## Your objective
Go through the material and copy every line in which "Duration" appears.

### Supplied information

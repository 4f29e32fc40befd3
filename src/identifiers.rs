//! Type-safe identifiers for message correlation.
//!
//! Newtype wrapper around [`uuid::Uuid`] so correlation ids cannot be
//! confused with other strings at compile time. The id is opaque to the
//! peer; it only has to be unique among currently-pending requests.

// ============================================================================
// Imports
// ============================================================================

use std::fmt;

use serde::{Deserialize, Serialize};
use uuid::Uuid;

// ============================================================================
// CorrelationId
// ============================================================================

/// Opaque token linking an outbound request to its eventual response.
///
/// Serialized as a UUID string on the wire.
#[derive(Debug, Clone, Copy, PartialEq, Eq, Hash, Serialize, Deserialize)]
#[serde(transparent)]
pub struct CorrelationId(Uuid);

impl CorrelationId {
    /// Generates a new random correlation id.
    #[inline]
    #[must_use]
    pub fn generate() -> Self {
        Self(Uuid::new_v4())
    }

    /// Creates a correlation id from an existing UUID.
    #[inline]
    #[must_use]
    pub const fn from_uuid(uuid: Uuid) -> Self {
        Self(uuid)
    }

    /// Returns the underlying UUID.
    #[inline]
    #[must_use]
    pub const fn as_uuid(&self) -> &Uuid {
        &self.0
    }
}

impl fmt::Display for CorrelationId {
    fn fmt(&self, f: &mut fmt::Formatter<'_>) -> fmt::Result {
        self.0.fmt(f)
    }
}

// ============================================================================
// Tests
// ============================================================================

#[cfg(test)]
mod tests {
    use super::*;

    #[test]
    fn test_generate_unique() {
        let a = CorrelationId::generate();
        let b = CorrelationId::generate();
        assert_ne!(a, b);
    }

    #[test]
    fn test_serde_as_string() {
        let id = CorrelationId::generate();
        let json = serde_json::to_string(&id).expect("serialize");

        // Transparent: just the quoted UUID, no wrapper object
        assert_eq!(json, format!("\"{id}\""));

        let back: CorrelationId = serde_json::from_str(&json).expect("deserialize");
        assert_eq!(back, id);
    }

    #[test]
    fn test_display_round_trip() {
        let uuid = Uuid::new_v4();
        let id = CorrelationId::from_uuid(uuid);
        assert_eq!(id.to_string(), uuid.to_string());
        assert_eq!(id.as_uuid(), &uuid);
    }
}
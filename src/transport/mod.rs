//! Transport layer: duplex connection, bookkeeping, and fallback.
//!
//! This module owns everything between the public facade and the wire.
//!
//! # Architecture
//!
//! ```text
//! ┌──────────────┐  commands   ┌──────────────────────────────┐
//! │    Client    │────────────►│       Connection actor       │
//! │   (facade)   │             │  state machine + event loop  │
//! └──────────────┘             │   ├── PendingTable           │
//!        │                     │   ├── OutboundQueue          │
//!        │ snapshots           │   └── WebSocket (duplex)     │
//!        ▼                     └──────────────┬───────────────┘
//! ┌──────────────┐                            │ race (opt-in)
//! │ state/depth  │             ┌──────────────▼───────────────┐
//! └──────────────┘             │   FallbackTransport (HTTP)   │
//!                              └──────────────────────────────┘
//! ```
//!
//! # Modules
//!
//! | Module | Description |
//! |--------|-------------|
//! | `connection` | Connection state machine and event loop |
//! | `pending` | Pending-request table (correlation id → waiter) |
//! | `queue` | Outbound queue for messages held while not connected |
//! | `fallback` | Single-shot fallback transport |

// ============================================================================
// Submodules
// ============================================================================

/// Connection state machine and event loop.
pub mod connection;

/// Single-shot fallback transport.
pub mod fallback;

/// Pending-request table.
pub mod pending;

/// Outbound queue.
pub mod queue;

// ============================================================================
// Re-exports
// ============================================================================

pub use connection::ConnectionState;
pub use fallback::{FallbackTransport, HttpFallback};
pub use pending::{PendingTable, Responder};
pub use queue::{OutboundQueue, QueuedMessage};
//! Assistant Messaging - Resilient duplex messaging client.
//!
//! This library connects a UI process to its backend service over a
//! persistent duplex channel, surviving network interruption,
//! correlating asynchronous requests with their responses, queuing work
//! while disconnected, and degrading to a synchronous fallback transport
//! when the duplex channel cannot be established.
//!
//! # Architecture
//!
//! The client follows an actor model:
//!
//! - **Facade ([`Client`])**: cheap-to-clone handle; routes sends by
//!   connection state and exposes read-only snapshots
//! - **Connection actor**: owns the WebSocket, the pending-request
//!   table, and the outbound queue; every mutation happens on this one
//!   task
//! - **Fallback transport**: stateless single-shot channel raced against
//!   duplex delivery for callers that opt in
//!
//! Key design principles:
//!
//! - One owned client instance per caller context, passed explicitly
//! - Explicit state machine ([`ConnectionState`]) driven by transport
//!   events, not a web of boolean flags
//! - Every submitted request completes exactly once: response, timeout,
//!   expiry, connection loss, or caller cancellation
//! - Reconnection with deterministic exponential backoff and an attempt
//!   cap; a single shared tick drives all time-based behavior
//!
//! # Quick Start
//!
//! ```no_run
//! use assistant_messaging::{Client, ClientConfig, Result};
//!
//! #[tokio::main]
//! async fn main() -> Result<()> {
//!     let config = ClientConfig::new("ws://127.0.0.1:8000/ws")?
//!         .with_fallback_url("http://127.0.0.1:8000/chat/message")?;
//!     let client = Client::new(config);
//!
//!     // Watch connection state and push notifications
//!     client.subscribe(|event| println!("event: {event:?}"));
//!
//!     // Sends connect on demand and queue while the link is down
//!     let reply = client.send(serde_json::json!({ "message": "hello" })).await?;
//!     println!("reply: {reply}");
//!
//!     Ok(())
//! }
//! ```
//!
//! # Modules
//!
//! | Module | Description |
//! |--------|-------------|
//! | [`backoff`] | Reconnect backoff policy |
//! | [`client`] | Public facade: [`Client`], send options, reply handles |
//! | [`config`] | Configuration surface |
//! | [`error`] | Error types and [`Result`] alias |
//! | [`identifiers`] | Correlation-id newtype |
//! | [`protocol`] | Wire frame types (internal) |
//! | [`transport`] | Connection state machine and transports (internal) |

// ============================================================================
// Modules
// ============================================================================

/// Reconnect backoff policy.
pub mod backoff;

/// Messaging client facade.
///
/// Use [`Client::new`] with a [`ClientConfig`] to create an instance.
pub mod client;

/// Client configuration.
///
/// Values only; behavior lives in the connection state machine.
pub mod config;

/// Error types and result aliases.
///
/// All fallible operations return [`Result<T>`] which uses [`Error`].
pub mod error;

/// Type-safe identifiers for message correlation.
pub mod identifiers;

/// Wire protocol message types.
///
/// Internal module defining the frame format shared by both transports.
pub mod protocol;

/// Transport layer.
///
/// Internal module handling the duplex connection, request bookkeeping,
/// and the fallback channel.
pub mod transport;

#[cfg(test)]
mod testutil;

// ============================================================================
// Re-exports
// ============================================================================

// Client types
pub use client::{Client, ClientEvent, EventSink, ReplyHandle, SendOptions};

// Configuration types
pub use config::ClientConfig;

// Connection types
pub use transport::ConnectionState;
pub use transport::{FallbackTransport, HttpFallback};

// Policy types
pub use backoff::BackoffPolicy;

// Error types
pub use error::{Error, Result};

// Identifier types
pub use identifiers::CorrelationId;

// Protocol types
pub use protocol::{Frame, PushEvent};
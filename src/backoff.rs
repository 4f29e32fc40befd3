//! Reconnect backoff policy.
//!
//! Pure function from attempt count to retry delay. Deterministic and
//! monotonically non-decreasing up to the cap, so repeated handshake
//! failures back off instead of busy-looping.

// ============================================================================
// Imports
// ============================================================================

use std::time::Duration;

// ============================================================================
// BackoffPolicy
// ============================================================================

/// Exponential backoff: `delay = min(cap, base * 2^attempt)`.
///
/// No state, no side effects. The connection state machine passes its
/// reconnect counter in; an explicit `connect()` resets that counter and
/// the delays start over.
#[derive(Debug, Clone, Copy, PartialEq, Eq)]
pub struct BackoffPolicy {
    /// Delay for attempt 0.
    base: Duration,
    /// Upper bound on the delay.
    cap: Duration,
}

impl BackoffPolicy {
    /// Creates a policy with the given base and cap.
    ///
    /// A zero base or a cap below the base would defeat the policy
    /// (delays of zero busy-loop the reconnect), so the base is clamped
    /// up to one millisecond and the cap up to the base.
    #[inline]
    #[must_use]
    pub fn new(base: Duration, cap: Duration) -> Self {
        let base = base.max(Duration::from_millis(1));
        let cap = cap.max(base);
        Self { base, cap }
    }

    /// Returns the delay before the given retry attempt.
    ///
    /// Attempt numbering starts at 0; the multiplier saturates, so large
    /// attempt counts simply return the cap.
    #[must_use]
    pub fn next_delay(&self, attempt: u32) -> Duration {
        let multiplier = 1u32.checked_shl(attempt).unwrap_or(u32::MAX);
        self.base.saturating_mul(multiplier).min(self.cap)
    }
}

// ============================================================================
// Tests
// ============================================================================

######

## Your solution
use std::time::Duration;
    base: Duration,
    cap: Duration,
    pub fn new(base: Duration, cap: Duration) -> Self {
        let base = base.max(Duration::from_millis(1));
    pub fn next_delay(&self, attempt: u32) -> Duration {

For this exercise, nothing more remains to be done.